Originally there were two villages in the area: Moresnet and Kelmis. In 1794, the area was conquered by Napoleon, and the villages became part of the Moresnet municipality. In 1806, Jean-Jacques Dony received permission to look for zinc. Dony founded the Vieille Montagne mine in the municipality, and became Europe's largest producer of zinc.

In 1815, after the defeat of Napoleon, the borders of Europe were redrawn at the Congress of Vienna. The United Kingdom of the Netherlands and Kingdom of Prussia could not reach an agreement about the ownership of the zinc mine. In 1816, a compromise was reached at the Aachen Treaty: the village of Moresnet was awarded to the Netherlands, Kelmis and the zinc mine became Neutral Moresnet, a Dutch–Prussian condominium, and the remainder was awarded to Prussia as Prussian-Moresnet. In 1830, Belgium became an independent country, and the village of Moresnet became part of Belgium.
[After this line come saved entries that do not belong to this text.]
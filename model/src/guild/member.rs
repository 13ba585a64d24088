use serde::{Deserialize, Serialize};

use crate::Snowflake;

#[derive(Serialize, Deserialize, Debug, Clone)]
pub struct Member {
    #[serde(skip_serializing_if = "Option::is_none")]
    pub nick: Option<String>,
    #[serde(default)]
    pub roles: Vec<Snowflake>,
}
use std::collections::HashMap;

use model::channel::{PermissionOverwrite, PermissionOverwriteType};
use model::guild::Role;
use model::schematic::{Snapshot, SnapshotOverwrite};
use model::Snowflake;

/// Translates overwrite subjects from the exporting guild to the guild being imported into.
///
/// Role subjects are matched by name: the snapshot knows each exported role's source id and name,
/// and the target knows which live role carries that name. The source guild's @everyone role maps
/// to the target's. Member subjects are user ids, which are global, and are kept as they are.
pub struct SubjectRemapper<'a> {
    source_id: Snowflake,
    target_id: Snowflake,
    source_roles: HashMap<Snowflake, &'a str>,
    live_roles: HashMap<String, Snowflake>,
}

impl<'a> SubjectRemapper<'a> {
    pub fn new(snapshot: &'a Snapshot, target_id: Snowflake, live_roles: &[Role]) -> Self {
        let mut remapper = Self {
            source_id: snapshot.source_id,
            target_id,
            source_roles: snapshot.role_names_by_id(),
            live_roles: HashMap::new(),
        };

        for role in live_roles {
            if !role.is_everyone(target_id) {
                remapper.learn_role(&role.name, role.id);
            }
        }

        remapper
    }

    /// Whether the snapshot was exported from the guild it is being imported into.
    pub fn same_guild(&self) -> bool {
        self.source_id == self.target_id
    }

    /// Records a live role. The first role seen with a given name wins.
    pub fn learn_role(&mut self, name: &str, id: Snowflake) {
        self.live_roles.entry(name.to_owned()).or_insert(id);
    }

    pub fn resolve(&self, overwrite: &SnapshotOverwrite) -> Option<Snowflake> {
        match overwrite.overwrite_type {
            PermissionOverwriteType::Member => Some(overwrite.id),
            PermissionOverwriteType::Role if overwrite.id == self.source_id => Some(self.target_id),
            PermissionOverwriteType::Role => self
                .source_roles
                .get(&overwrite.id)
                .and_then(|name| self.live_roles.get(*name))
                .copied()
                .or_else(|| self.same_guild().then_some(overwrite.id)),
        }
    }

    /// Native overwrites for every resolvable subject, and the source ids of those that could not
    /// be resolved.
    pub fn translate(
        &self,
        overwrites: &[SnapshotOverwrite],
    ) -> (Vec<PermissionOverwrite>, Vec<Snowflake>) {
        let mut translated = Vec::with_capacity(overwrites.len());
        let mut unmapped = Vec::new();

        for overwrite in overwrites {
            match self.resolve(overwrite) {
                Some(subject) => translated.push(overwrite.to_overwrite(subject)),
                None => unmapped.push(overwrite.id),
            }
        }

        (translated, unmapped)
    }
}

#[cfg(test)]
mod tests {
    use super::*;
    use chrono::Utc;
    use model::schematic::SnapshotRole;
    use model::PermissionBitSet;

    fn snapshot_role(id: u64, name: &str) -> SnapshotRole {
        SnapshotRole {
            id: Some(Snowflake(id)),
            name: name.to_owned(),
            color: 0,
            hoist: false,
            mentionable: false,
            permissions: vec![],
            position: 1,
        }
    }

    fn live_role(id: u64, name: &str) -> Role {
        Role {
            id: Snowflake(id),
            name: name.to_owned(),
            color: 0,
            hoist: false,
            position: 1,
            permissions: PermissionBitSet::EMPTY,
            managed: false,
            mentionable: false,
        }
    }

    fn overwrite(id: u64, overwrite_type: PermissionOverwriteType) -> SnapshotOverwrite {
        SnapshotOverwrite {
            id: Snowflake(id),
            overwrite_type,
            allow: vec!["ViewChannel".to_owned()],
            deny: vec![],
        }
    }

    fn snapshot() -> Snapshot {
        let mut snapshot = Snapshot::new(Snowflake(1), Utc::now());
        snapshot.roles.push(snapshot_role(10, "Mods"));
        snapshot.roles.push(snapshot_role(11, "Muted"));
        snapshot
    }

    #[test]
    fn test_cross_guild_remap() {
        let snapshot = snapshot();
        let remapper = SubjectRemapper::new(&snapshot, Snowflake(2), &[live_role(20, "Mods")]);

        assert!(!remapper.same_guild());
        assert_eq!(
            remapper.resolve(&overwrite(10, PermissionOverwriteType::Role)),
            Some(Snowflake(20))
        );
        assert_eq!(
            remapper.resolve(&overwrite(1, PermissionOverwriteType::Role)),
            Some(Snowflake(2))
        );
        // Muted was never created in the target
        assert_eq!(
            remapper.resolve(&overwrite(11, PermissionOverwriteType::Role)),
            None
        );
        assert_eq!(
            remapper.resolve(&overwrite(500, PermissionOverwriteType::Member)),
            Some(Snowflake(500))
        );
    }

    #[test]
    fn test_same_guild_keeps_unknown_subjects() {
        let snapshot = snapshot();
        let remapper = SubjectRemapper::new(&snapshot, Snowflake(1), &[]);

        assert!(remapper.same_guild());
        assert_eq!(
            remapper.resolve(&overwrite(99, PermissionOverwriteType::Role)),
            Some(Snowflake(99))
        );
    }

    #[test]
    fn test_learned_roles_resolve() {
        let snapshot = snapshot();
        let mut remapper = SubjectRemapper::new(&snapshot, Snowflake(2), &[]);
        remapper.learn_role("Muted", Snowflake(30));

        let (translated, unmapped) = remapper.translate(&[
            overwrite(11, PermissionOverwriteType::Role),
            overwrite(10, PermissionOverwriteType::Role),
        ]);

        assert_eq!(translated.len(), 1);
        assert_eq!(translated[0].id, Snowflake(30));
        assert_eq!(unmapped, vec![Snowflake(10)]);
    }
}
On 28 June 1919, all three parts were awarded to Belgium by the Treaty of Versailles, and Prussian-Moresnet was renamed Neu-Moresnet. The treaty came into effect in 1920. In 1940, Belgium was invaded by Nazi-Germany who merged Moresnet, Kelmis, Neu-Moresnet, and Hergenrath into Amt Moresnet as an integral part of Germany. In 1944, the villages were returned to Belgium.

Neu-Moresnet remained an independent municipality until 1977 when it was merged into Kelmis.

Neu-Moresnet is home to the Göhltal Museum which is dedicated to the political and historical peculiarities of the Moresnet region as well as minerals and flora of the region.